## WHAT YOU NEED TO DO
Print each line of the listing once more, precisely as given.

## DATA FOR REVIEW
######

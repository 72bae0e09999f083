//! Tag entity - Free-form labels attached to products through `product_tags`.
//!
//! Same soft-delete lifecycle as the other catalog tables; trashed tags are
//! filtered out of product tag listings but their links are kept.

use sea_orm::entity::prelude::*;
use serde::{Deserialize, Serialize};

/// Tag database model
#[derive(Clone, Debug, PartialEq, Eq, DeriveEntityModel, Serialize, Deserialize)]
#[sea_orm(table_name = "tags")]
pub struct Model {
    /// Unique identifier
    #[sea_orm(primary_key)]
    pub id: i64,
    /// Display name, unique case-insensitively across every lifecycle state
    pub name: String,
    /// Optional free-form description
    pub description: Option<String>,
    /// When the row was created
    pub created_at: DateTimeUtc,
    /// When the row was last modified
    pub updated_at: DateTimeUtc,
    /// Soft-delete stamp; NULL means the tag is active
    pub deleted_at: Option<DateTimeUtc>,
    /// User who moved the tag to the trash, if any
    pub deleted_by_id: Option<i64>,
}

/// Defines relationships between Tag and other entities
#[derive(Copy, Clone, Debug, EnumIter, DeriveRelation)]
pub enum Relation {
    /// One tag has many product links
    #[sea_orm(has_many = "super::product_tag::Entity")]
    ProductTags,
    /// User who performed the soft delete
    #[sea_orm(
        belongs_to = "super::user::Entity",
        from = "Column::DeletedById",
        to = "super::user::Column::Id",
        on_update = "Cascade",
        on_delete = "SetNull"
    )]
    DeletedBy,
}

impl Related<super::product_tag::Entity> for Entity {
    fn to() -> RelationDef {
        Relation::ProductTags.def()
    }
}

impl Related<super::user::Entity> for Entity {
    fn to() -> RelationDef {
        Relation::DeletedBy.def()
    }
}

impl ActiveModelBehavior for ActiveModel {}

######

## EXERCISE OUTPUT
repository 72bae0e09999f083
//! Tag entity - Free-form labels attached to products through `product_tags`.
//!
//! Same soft-delete lifecycle as the other catalog tables; trashed tags are
//! filtered out of product tag listings but their links are kept.

use sea_orm::entity::prelude::*;
use serde::{Deserialize, Serialize};

/// Tag database model
#[derive(Clone, Debug, PartialEq, Eq, DeriveEntityModel, Serialize, Deserialize)]
#[sea_orm(table_name = "tags")]
pub struct Model {
    /// Unique identifier
    #[sea_orm(primary_key)]
    pub id: i64,
    /// Display name, unique case-insensitively across every lifecycle state
    pub name: String,
    /// Optional free-form description
    pub description: Option<String>,
    /// When the row was created
    pub created_at: DateTimeUtc,
    /// When the row was last modified
    pub updated_at: DateTimeUtc,
    /// Soft-delete stamp; NULL means the tag is active
    pub deleted_at: Option<DateTimeUtc>,
    /// User who moved the tag to the trash, if any
    pub deleted_by_id: Option<i64>,
}

/// Defines relationships between Tag and other entities
#[derive(Copy, Clone, Debug, EnumIter, DeriveRelation)]
pub enum Relation {
    /// One tag has many product links
    #[sea_orm(has_many = "super::product_tag::Entity")]
    ProductTags,
    /// User who performed the soft delete
    #[sea_orm(
        belongs_to = "super::user::Entity",
        from = "Column::DeletedById",
        to = "super::user::Column::Id",
        on_update = "Cascade",
        on_delete = "SetNull"
    )]
    DeletedBy,
}

impl Related<super::product_tag::Entity> for Entity {
    fn to() -> RelationDef {
        Relation::ProductTags.def()
    }
}

impl Related<super::user::Entity> for Entity {
    fn to() -> RelationDef {
        Relation::DeletedBy.def()
    }
}

impl ActiveModelBehavior for ActiveModel {}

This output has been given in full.